Он коснулся ее рук и прижал губы к плечу, но она не обернулась.
В гостиной он глядел на свечи, мерцавшие над остатками ужина, среди которых стояла бутылка шампанского, не выпитая и наполовину. Он налил немного в бокал и попробовал; вино стало теплым и приторным.

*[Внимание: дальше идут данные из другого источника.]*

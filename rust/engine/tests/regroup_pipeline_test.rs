// This Source Code Form is subject to the terms of the Mozilla Public
// License, v. 2.0. If a copy of the MPL was not distributed with this
// file, You can obtain one at https://mozilla.org/MPL/2.0/.

//! End-to-end tests for the flatten/rebuild transform.

use approx::assert_relative_eq;
use grouplift_core::{Category, Document, ElementKey, Point3};
use grouplift_engine::{
    extract, FixedIdentity, GuardPolicy, TransformEngine, REBUILD_SUFFIX,
};
use rustc_hash::FxHashSet;

fn identity() -> FixedIdentity {
    FixedIdentity::new("Jane Doe")
}

fn member_set(doc: &Document, group: ElementKey) -> FxHashSet<ElementKey> {
    doc.group_members(group).unwrap().iter().copied().collect()
}

#[test]
fn round_trip_identity_for_top_level_group() {
    let mut doc = Document::new("Office_Tower_jdoe");
    let desk = doc.add_element(Category::Furniture, Point3::new(0.0, 0.0, 0.0));
    let chair = doc.add_element(Category::Furniture, Point3::new(2.0, 2.0, 0.0));
    let lamp = doc.add_element(Category::Furniture, Point3::new(4.0, 1.0, 3.0));
    let ty = doc.add_group_type("Desk Set");
    let group = doc.create_group(ty, &[desk, chair, lamp]).unwrap();
    let original_cp = doc.group_centerpoint(group).unwrap();

    let outcome = TransformEngine::new(&mut doc)
        .run(&[group], &identity(), &GuardPolicy::default())
        .unwrap();

    assert!(outcome.is_complete());
    assert!(outcome.warnings.is_empty());

    let rebuilt = outcome.rebuilt[0].rebuilt;
    assert_ne!(rebuilt, group);
    assert_eq!(
        member_set(&doc, rebuilt),
        [desk, chair, lamp].into_iter().collect()
    );

    let cp = doc.group_centerpoint(rebuilt).unwrap();
    assert_relative_eq!(cp.x, original_cp.x);
    assert_relative_eq!(cp.y, original_cp.y);
    assert_relative_eq!(cp.z, original_cp.z);

    // Members kept their identities and categories.
    assert_eq!(doc.category(desk), Some(Category::Furniture));
    assert_eq!(doc.parent_group(desk), Some(rebuilt));
}

#[test]
fn multiple_independent_groups_rebuild_in_one_pass() {
    let mut doc = Document::new("Test");
    let a = doc.add_element(Category::Furniture, Point3::origin());
    let b = doc.add_element(Category::Wall, Point3::origin());
    let ty_a = doc.add_group_type("Alpha");
    let ty_b = doc.add_group_type("Beta");
    let group_a = doc.create_group(ty_a, &[a]).unwrap();
    let group_b = doc.create_group(ty_b, &[b]).unwrap();

    let outcome = TransformEngine::new(&mut doc)
        .run(&[group_a, group_b], &identity(), &GuardPolicy::default())
        .unwrap();

    assert_eq!(outcome.rebuilt.len(), 2);
    assert!(outcome.rebuilt_parents.is_empty());
    assert_eq!(doc.group_count(), 2);
    assert_eq!(doc.parent_group(a), Some(outcome.rebuilt[0].rebuilt));
    assert_eq!(doc.parent_group(b), Some(outcome.rebuilt[1].rebuilt));
}

#[test]
fn parent_remap_replaces_only_the_target_id() {
    let mut doc = Document::new("Test");
    // Ancestor membership analog of [5, 7, 9] where 7 is the target group.
    let five = doc.add_element(Category::Wall, Point3::origin());
    let nine = doc.add_element(Category::Wall, Point3::origin());
    let inner_member = doc.add_element(Category::Furniture, Point3::origin());

    let inner_ty = doc.add_group_type("Inner");
    let outer_ty = doc.add_group_type("Outer");
    let seven = doc.create_group(inner_ty, &[inner_member]).unwrap();
    let outer = doc.create_group(outer_ty, &[five, seven, nine]).unwrap();

    let plan = extract(&doc, &[seven]);
    let outcome = TransformEngine::new(&mut doc)
        .execute(&plan, "Jane Doe")
        .unwrap();

    assert!(outcome.is_complete());
    let forty_two = outcome.rebuilt[0].rebuilt;
    let new_outer = outcome.rebuilt_parents[0].rebuilt;

    assert_eq!(
        member_set(&doc, new_outer),
        [five, forty_two, nine].into_iter().collect()
    );
    assert_eq!(doc.parent_group(five), Some(new_outer));
    assert_eq!(doc.parent_group(nine), Some(new_outer));
    assert_eq!(doc.parent_group(forty_two), Some(new_outer));
    assert!(!doc.contains(seven));
    assert!(!doc.contains(outer));
}

#[test]
fn rebuilt_type_names_carry_the_suffix_once() {
    let mut doc = Document::new("Test");
    let a = doc.add_element(Category::Furniture, Point3::origin());
    let ty = doc.add_group_type("Desk Set");
    let group = doc.create_group(ty, &[a]).unwrap();

    let outcome = TransformEngine::new(&mut doc)
        .run(&[group], &identity(), &GuardPolicy::default())
        .unwrap();
    let first = outcome.rebuilt[0].rebuilt;
    assert_eq!(outcome.rebuilt[0].type_name, "Desk Set AUTOMATICALLY");

    // Re-running on the already-suffixed group must not double the suffix.
    let outcome = TransformEngine::new(&mut doc)
        .run(&[first], &identity(), &GuardPolicy::default())
        .unwrap();
    assert_eq!(outcome.rebuilt[0].type_name, "Desk Set AUTOMATICALLY");

    let second = outcome.rebuilt[0].rebuilt;
    let ty = doc.group_type_of(second).unwrap();
    let name = doc.group_type_name(ty).unwrap();
    assert!(name.ends_with(REBUILD_SUFFIX));
    assert!(!name.ends_with(" AUTOMATICALLY AUTOMATICALLY"));
}

#[test]
fn partial_failure_isolates_the_stale_group() {
    let mut doc = Document::new("Test");
    let a1 = doc.add_element(Category::Furniture, Point3::origin());
    let a2 = doc.add_element(Category::Furniture, Point3::origin());
    let b1 = doc.add_element(Category::Furniture, Point3::origin());
    let b2 = doc.add_element(Category::Furniture, Point3::origin());
    let ty_a = doc.add_group_type("Alpha");
    let ty_b = doc.add_group_type("Beta");
    let group_a = doc.create_group(ty_a, &[a1, a2]).unwrap();
    let group_b = doc.create_group(ty_b, &[b1, b2]).unwrap();

    // a2 is deleted externally; its recorded id goes stale.
    doc.remove_element(a2).unwrap();

    let outcome = TransformEngine::new(&mut doc)
        .run(&[group_a, group_b], &identity(), &GuardPolicy::default())
        .unwrap();

    assert!(!outcome.is_complete());
    assert_eq!(outcome.failures.len(), 1);
    assert_eq!(outcome.failures[0].group_name, "Alpha");
    assert_eq!(outcome.failures[0].member, a2);

    // Beta's rebuild is intact.
    assert_eq!(outcome.rebuilt.len(), 1);
    let new_b = outcome.rebuilt[0].rebuilt;
    assert_eq!(member_set(&doc, new_b), [b1, b2].into_iter().collect());

    // Alpha's surviving member is left flattened, not silently regrouped.
    assert_eq!(doc.parent_group(a1), None);
    assert!(!doc.contains(group_a));
}

#[test]
fn stale_target_cascades_into_its_ancestor() {
    let mut doc = Document::new("Test");
    let inner_member = doc.add_element(Category::Furniture, Point3::origin());
    let sibling = doc.add_element(Category::Wall, Point3::origin());
    let inner_ty = doc.add_group_type("Inner");
    let outer_ty = doc.add_group_type("Outer");
    let inner = doc.create_group(inner_ty, &[inner_member]).unwrap();
    doc.create_group(outer_ty, &[inner, sibling]).unwrap();

    let plan = extract(&doc, &[inner]);

    // The inner group's only member dies before execution.
    doc.remove_element(inner_member).unwrap();

    let outcome = TransformEngine::new(&mut doc)
        .execute(&plan, "Jane Doe")
        .unwrap();

    // Inner fails on its dead member; the ancestor then fails on the dead
    // inner container id that was never remapped.
    assert_eq!(outcome.failures.len(), 2);
    assert_eq!(outcome.failures[0].group_name, "Inner");
    assert_eq!(outcome.failures[1].group_name, "Outer");
    assert!(outcome.rebuilt.is_empty());
    assert!(outcome.rebuilt_parents.is_empty());

    // The sibling is left flattened.
    assert_eq!(doc.parent_group(sibling), None);
    assert!(doc.contains(sibling));
}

Когда он вернулся, Эдит лежала в постели, натянув одеяло до подбородка; глаза были закрыты, лоб слегка нахмурен. Тихонько, как если бы она спала, Стоунер разделся и лег рядом с ней. Секунда шла за секундой, он лежал, охваченный желанием, которое стало обезличенным, принадлежащим ему одному. Он заговорил с Эдит, словно бы пытаясь найти пристанище для того, что переживал; но она не ответила. Он протянул руку и ощутил под тонкой тканью ночной рубашки плоть, которая была ему так нужна. Он провел рукой по ее телу; она не пошевелилась; складка на лбу сделалась глубже. Он снова заговорил, произнес ее имя — ответа не было; тогда он надвинулся на нее, ласковый и неуклюжий. Когда он коснулся ее нежных бедер, она резко отвернула голову и, подняв руку, прикрыла глаза локтем. Она не проронила ни звука.
Потом он лежал с ней рядом и говорил, обращаясь к ней из тихого облака своей любви. Ее глаза были теперь открыты, она смотрела на него из полумрака, лицо ничего не выражало. Вдруг она откинула одеяло и устремилась в ванную. Он увидел, как там зажегся свет, и услышал, что ее рвет. Он позвал ее: «Эдит!», встал и пересек комнату; дверь ванной была заперта. Он позвал еще раз; она не ответила. Он вернулся в постель и стал ждать. После нескольких минут тишины свет в ванной погас. Дверь открылась, и Эдит скованной походкой прошла к кровати.
— Это из-за шампанского, — сказала она. — Не надо было пить второй бокал.
Она укрылась одеялом и отвернулась от него; минуту спустя ее дыхание стало глубоким, ровным дыханием спящей.
Глава V
Они вернулись в Колумбию на два дня раньше, чем собирались; разлад породил беспокойство и напряжение, они были как два арестанта, скованные одной цепью. Необходимо, сказала Эдит, поехать обратно уже сейчас, чтобы Уильям мог готовиться к занятиям, а она начала обустраивать новую квартиру. Стоунер согласился сразу же — и сказал себе, что все у них пойдет лучше, когда они окажутся у себя, среди знакомых, в привычном окружении. В тот же день они собрали вещи и вечерним поездом отправились в Колумбию. В суматошные, смутные дни перед свадьбой Стоунер нашел свободную квартиру на втором этаже старого, похожего на амбар дома в пяти кварталах от университета. Сумрачная и голая, квартира состояла из маленькой спальни, крохотной кухоньки и громадной гостиной с высокими окнами; раньше в ней жил художник, преподававший в университете, — человек не слишком опрятный: темный дощатый пол был в ярких желтых, синих и красных пятнах, на стенах — тут грязь, там краска. Стоунер счел помещение подходящим, чтобы начать новую жизнь: и просторно, и романтично.